_WHAT IS REQUIRED:_
From the material beneath, pull every line with the word "features".

_PROVIDED DATA:_
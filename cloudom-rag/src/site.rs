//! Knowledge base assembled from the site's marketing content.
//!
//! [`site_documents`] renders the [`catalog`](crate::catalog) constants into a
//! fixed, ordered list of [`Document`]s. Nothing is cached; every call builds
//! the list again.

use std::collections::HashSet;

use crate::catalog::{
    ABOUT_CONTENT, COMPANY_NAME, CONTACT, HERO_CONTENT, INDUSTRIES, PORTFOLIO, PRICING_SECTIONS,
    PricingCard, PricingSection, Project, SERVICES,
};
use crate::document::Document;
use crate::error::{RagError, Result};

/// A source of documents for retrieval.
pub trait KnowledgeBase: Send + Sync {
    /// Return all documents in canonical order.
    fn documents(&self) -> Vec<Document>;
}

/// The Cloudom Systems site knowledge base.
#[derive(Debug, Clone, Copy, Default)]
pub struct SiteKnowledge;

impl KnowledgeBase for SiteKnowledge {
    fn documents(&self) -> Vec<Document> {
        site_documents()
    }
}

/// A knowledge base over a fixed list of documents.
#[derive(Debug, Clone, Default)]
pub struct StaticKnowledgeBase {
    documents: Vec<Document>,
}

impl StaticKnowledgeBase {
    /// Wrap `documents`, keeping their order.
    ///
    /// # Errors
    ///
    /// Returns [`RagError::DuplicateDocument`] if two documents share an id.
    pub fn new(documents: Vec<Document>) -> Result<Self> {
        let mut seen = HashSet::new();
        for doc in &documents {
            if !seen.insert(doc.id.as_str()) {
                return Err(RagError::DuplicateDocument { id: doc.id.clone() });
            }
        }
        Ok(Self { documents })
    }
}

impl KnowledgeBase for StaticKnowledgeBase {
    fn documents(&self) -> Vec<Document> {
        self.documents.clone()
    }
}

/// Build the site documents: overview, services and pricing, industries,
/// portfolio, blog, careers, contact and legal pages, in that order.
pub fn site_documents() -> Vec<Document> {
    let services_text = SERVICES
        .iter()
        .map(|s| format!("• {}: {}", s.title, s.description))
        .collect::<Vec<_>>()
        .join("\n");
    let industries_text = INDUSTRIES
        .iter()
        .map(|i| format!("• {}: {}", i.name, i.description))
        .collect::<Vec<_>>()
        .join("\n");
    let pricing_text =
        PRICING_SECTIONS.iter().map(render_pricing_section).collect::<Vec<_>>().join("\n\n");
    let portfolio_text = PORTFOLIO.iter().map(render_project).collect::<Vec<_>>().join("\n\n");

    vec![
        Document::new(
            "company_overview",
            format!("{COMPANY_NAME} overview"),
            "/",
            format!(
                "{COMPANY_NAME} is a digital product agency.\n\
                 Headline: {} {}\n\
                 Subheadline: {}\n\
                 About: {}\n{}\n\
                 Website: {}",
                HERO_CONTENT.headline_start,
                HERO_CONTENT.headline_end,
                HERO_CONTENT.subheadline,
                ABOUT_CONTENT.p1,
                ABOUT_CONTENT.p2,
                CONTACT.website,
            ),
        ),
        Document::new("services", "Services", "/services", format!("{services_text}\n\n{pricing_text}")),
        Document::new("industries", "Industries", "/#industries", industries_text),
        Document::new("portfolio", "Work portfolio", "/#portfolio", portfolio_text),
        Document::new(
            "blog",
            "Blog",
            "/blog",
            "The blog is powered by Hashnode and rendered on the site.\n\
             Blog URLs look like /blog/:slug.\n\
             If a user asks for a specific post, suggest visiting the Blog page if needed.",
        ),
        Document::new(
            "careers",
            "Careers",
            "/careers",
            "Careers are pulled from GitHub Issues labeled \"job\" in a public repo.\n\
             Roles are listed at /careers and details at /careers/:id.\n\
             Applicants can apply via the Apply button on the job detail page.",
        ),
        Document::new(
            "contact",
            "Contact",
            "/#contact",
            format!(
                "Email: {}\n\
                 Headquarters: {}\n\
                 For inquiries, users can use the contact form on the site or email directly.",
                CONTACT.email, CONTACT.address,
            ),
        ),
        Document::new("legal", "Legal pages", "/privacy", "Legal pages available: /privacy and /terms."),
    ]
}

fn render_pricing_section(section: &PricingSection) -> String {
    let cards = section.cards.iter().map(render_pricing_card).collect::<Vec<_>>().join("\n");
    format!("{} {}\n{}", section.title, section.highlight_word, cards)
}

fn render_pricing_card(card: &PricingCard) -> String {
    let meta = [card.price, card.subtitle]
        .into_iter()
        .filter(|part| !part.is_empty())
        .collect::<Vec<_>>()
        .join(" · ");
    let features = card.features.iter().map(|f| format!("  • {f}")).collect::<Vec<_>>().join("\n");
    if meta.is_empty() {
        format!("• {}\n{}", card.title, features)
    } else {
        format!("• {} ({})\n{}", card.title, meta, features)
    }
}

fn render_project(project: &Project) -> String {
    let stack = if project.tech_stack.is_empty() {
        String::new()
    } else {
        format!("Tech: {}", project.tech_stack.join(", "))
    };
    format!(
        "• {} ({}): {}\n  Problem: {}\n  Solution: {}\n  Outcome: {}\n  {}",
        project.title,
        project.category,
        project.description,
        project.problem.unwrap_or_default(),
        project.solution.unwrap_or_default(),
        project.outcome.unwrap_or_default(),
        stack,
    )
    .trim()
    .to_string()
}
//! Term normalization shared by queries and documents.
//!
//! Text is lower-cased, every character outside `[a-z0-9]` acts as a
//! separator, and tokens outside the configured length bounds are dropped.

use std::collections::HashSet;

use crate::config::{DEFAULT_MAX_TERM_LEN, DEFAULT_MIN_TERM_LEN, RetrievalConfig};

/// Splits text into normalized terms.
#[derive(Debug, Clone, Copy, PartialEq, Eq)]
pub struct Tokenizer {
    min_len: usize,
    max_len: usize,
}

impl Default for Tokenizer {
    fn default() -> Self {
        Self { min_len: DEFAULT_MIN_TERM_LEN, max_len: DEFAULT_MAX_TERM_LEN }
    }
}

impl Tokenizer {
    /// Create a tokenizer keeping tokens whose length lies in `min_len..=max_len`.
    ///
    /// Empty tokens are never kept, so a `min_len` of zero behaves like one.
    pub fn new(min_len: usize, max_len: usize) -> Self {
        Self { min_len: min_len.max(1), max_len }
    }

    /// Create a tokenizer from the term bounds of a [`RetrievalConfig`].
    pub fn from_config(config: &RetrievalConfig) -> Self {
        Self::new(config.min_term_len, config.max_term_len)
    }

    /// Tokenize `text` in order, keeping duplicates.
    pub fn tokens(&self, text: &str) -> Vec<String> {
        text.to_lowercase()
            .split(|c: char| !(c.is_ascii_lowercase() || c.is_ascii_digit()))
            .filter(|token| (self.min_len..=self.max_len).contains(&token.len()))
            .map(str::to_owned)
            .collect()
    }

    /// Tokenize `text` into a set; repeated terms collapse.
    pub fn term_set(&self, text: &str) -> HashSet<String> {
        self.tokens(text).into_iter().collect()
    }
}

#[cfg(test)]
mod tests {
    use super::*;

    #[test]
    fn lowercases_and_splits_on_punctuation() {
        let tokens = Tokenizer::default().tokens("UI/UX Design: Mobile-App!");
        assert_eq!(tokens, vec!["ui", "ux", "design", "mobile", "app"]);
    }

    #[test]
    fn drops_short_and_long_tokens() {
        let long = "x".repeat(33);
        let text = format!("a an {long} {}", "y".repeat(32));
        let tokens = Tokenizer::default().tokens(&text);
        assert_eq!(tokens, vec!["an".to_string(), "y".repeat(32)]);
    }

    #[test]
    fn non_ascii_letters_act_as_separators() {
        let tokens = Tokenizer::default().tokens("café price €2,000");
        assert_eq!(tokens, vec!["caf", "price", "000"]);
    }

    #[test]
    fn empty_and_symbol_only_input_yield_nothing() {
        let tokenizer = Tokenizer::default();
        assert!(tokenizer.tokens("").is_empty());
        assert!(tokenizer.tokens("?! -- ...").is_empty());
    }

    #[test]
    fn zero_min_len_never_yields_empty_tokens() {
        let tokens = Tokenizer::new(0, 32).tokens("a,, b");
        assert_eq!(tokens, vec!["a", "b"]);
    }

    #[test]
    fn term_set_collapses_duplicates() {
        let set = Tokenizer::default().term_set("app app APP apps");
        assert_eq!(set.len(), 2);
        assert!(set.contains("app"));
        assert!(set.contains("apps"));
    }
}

_PROBLEM SOLUTION:_
    let features = card.features.iter().map(|f| format!("  • {f}")).collect::<Vec<_>>().join("\n");
        format!("• {}\n{}", card.title, features)
        format!("• {} ({})\n{}", card.title, meta, features)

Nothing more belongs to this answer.